//! API handlers for the library REST endpoints

pub mod books;
pub mod catalog;
pub mod health;
pub mod openapi;
pub mod ratings;
pub mod reservations;

use axum::{
    routing::{delete, get, post},
    Router,
};
use tower_http::{
    compression::CompressionLayer,
    cors::{Any, CorsLayer},
    trace::TraceLayer,
};

use crate::AppState;

/// Create the application router with all routes
pub fn create_router(state: AppState) -> Router {
    let cors = CorsLayer::new()
        .allow_origin(Any)
        .allow_methods(Any)
        .allow_headers(Any);

    let api_v1 = Router::new()
        // Health check
        .route("/health", get(health::health_check))
        .route("/ready", get(health::readiness_check))
        // Books
        .route("/books", get(books::list_books).post(books::create_book))
        .route(
            "/books/:id",
            get(books::get_book)
                .put(books::update_book)
                .delete(books::delete_book),
        )
        .route("/books/:id/availability", get(books::get_availability))
        .route("/books/:id/restock", post(books::restock_book))
        .route("/books/:id/queue", get(reservations::get_book_queue))
        .route(
            "/books/:id/ratings",
            get(ratings::get_ratings).post(ratings::rate_book),
        )
        // Categories & tags
        .route(
            "/categories",
            get(catalog::list_categories).post(catalog::create_category),
        )
        .route("/categories/:id", delete(catalog::delete_category))
        .route("/tags", get(catalog::list_tags).post(catalog::create_tag))
        .route("/tags/:id", delete(catalog::delete_tag))
        // Reservations
        .route("/reservations", post(reservations::create_reservation))
        .route("/reservations/sweep", post(reservations::run_sweep))
        .route(
            "/reservations/:id",
            get(reservations::get_reservation).delete(reservations::delete_reservation),
        )
        .route(
            "/reservations/:id/approve",
            post(reservations::approve_reservation),
        )
        .route("/reservations/:id/return", post(reservations::return_reservation))
        .route("/reservations/:id/position", get(reservations::get_queue_position))
        .route("/users/:id/reservations", get(reservations::get_user_reservations))
        .with_state(state);

    Router::new()
        .nest("/api/v1", api_v1)
        .merge(openapi::create_openapi_router())
        .layer(TraceLayer::new_for_http())
        .layer(CompressionLayer::new())
        .layer(cors)
}

#[cfg(test)]
mod tests {
    use super::*;
    use axum::{
        body::Body,
        http::{Request, StatusCode},
    };
    use sqlx::postgres::PgPoolOptions;
    use std::sync::Arc;
    use tower::ServiceExt;

    use crate::{config::AppConfig, repository::Repository, services::Services};

    fn lazy_state() -> AppState {
        let config = AppConfig::default();
        // Never connects unless a handler touches the database
        let pool = PgPoolOptions::new()
            .connect_lazy(&config.database.url)
            .expect("valid database url");
        let services = Services::new(Repository::new(pool.clone()), &config.reservations);

        AppState {
            services: Arc::new(services),
            pool,
        }
    }

    #[tokio::test]
    async fn test_health_route() {
        let app = create_router(lazy_state());

        let response = app
            .oneshot(Request::builder().uri("/api/v1/health").body(Body::empty()).unwrap())
            .await
            .unwrap();

        assert_eq!(response.status(), StatusCode::OK);

        let body = axum::body::to_bytes(response.into_body(), usize::MAX).await.unwrap();
        let json: serde_json::Value = serde_json::from_slice(&body).unwrap();
        assert_eq!(json["status"], "healthy");
    }

    #[tokio::test]
    async fn test_unknown_route_is_404() {
        let app = create_router(lazy_state());

        let response = app
            .oneshot(Request::builder().uri("/api/v1/nope").body(Body::empty()).unwrap())
            .await
            .unwrap();

        assert_eq!(response.status(), StatusCode::NOT_FOUND);
    }

    #[tokio::test]
    async fn test_invalid_reservation_id_is_rejected() {
        let app = create_router(lazy_state());

        let response = app
            .oneshot(
                Request::builder()
                    .uri("/api/v1/reservations/abc")
                    .body(Body::empty())
                    .unwrap(),
            )
            .await
            .unwrap();

        assert_eq!(response.status(), StatusCode::BAD_REQUEST);
    }

    #[tokio::test]
    async fn test_malformed_sweep_body_is_rejected() {
        let app = create_router(lazy_state());

        let response = app
            .oneshot(
                Request::builder()
                    .method("POST")
                    .uri("/api/v1/reservations/sweep")
                    .header("content-type", "application/json")
                    .body(Body::from(r#"{"as_of": "yesterday"}"#))
                    .unwrap(),
            )
            .await
            .unwrap();

        assert_eq!(response.status(), StatusCode::UNPROCESSABLE_ENTITY);
    }
}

_Instructions for the task:_ Copy out each record, keeping every word as it is.

_Task result:_
//! API handlers for the library REST endpoints

pub mod books;
pub mod catalog;
pub mod health;
pub mod openapi;
pub mod ratings;
pub mod reservations;

use axum::{
    routing::{delete, get, post},
    Router,
};
use tower_http::{
    compression::CompressionLayer,
    cors::{Any, CorsLayer},
    trace::TraceLayer,
};

use crate::AppState;

/// Create the application router with all routes
pub fn create_router(state: AppState) -> Router {
    let cors = CorsLayer::new()
        .allow_origin(Any)
        .allow_methods(Any)
        .allow_headers(Any);

    let api_v1 = Router::new()
        // Health check
        .route("/health", get(health::health_check))
        .route("/ready", get(health::readiness_check))
        // Books
        .route("/books", get(books::list_books).post(books::create_book))
        .route(
            "/books/:id",
            get(books::get_book)
                .put(books::update_book)
                .delete(books::delete_book),
        )
        .route("/books/:id/availability", get(books::get_availability))
        .route("/books/:id/restock", post(books::restock_book))
        .route("/books/:id/queue", get(reservations::get_book_queue))
        .route(
            "/books/:id/ratings",
            get(ratings::get_ratings).post(ratings::rate_book),
        )
        // Categories & tags
        .route(
            "/categories",
            get(catalog::list_categories).post(catalog::create_category),
        )
        .route("/categories/:id", delete(catalog::delete_category))
        .route("/tags", get(catalog::list_tags).post(catalog::create_tag))
        .route("/tags/:id", delete(catalog::delete_tag))
        // Reservations
        .route("/reservations", post(reservations::create_reservation))
        .route("/reservations/sweep", post(reservations::run_sweep))
        .route(
            "/reservations/:id",
            get(reservations::get_reservation).delete(reservations::delete_reservation),
        )
        .route(
            "/reservations/:id/approve",
            post(reservations::approve_reservation),
        )
        .route("/reservations/:id/return", post(reservations::return_reservation))
        .route("/reservations/:id/position", get(reservations::get_queue_position))
        .route("/users/:id/reservations", get(reservations::get_user_reservations))
        .with_state(state);

    Router::new()
        .nest("/api/v1", api_v1)
        .merge(openapi::create_openapi_router())
        .layer(TraceLayer::new_for_http())
        .layer(CompressionLayer::new())
        .layer(cors)
}

#[cfg(test)]
mod tests {
    use super::*;
    use axum::{
        body::Body,
        http::{Request, StatusCode},
    };
    use sqlx::postgres::PgPoolOptions;
    use std::sync::Arc;
    use tower::ServiceExt;

    use crate::{config::AppConfig, repository::Repository, services::Services};

    fn lazy_state() -> AppState {
        let config = AppConfig::default();
        // Never connects unless a handler touches the database
        let pool = PgPoolOptions::new()
            .connect_lazy(&config.database.url)
            .expect("valid database url");
        let services = Services::new(Repository::new(pool.clone()), &config.reservations);

        AppState {
            services: Arc::new(services),
            pool,
        }
    }

    #[tokio::test]
    async fn test_health_route() {
        let app = create_router(lazy_state());

        let response = app
            .oneshot(Request::builder().uri("/api/v1/health").body(Body::empty()).unwrap())
            .await
            .unwrap();

        assert_eq!(response.status(), StatusCode::OK);

        let body = axum::body::to_bytes(response.into_body(), usize::MAX).await.unwrap();
        let json: serde_json::Value = serde_json::from_slice(&body).unwrap();
        assert_eq!(json["status"], "healthy");
    }

    #[tokio::test]
    async fn test_unknown_route_is_404() {
        let app = create_router(lazy_state());

        let response = app
            .oneshot(Request::builder().uri("/api/v1/nope").body(Body::empty()).unwrap())
            .await
            .unwrap();

        assert_eq!(response.status(), StatusCode::NOT_FOUND);
    }

    #[tokio::test]
    async fn test_invalid_reservation_id_is_rejected() {
        let app = create_router(lazy_state());

        let response = app
            .oneshot(
                Request::builder()
                    .uri("/api/v1/reservations/abc")
                    .body(Body::empty())
                    .unwrap(),
            )
            .await
            .unwrap();

        assert_eq!(response.status(), StatusCode::BAD_REQUEST);
    }

    #[tokio::test]
    async fn test_malformed_sweep_body_is_rejected() {
        let app = create_router(lazy_state());

        let response = app
            .oneshot(
                Request::builder()
                    .method("POST")
                    .uri("/api/v1/reservations/sweep")
                    .header("content-type", "application/json")
                    .body(Body::from(r#"{"as_of": "yesterday"}"#))
                    .unwrap(),
            )
            .await
            .unwrap();

        assert_eq!(response.status(), StatusCode::UNPROCESSABLE_ENTITY);
    }
}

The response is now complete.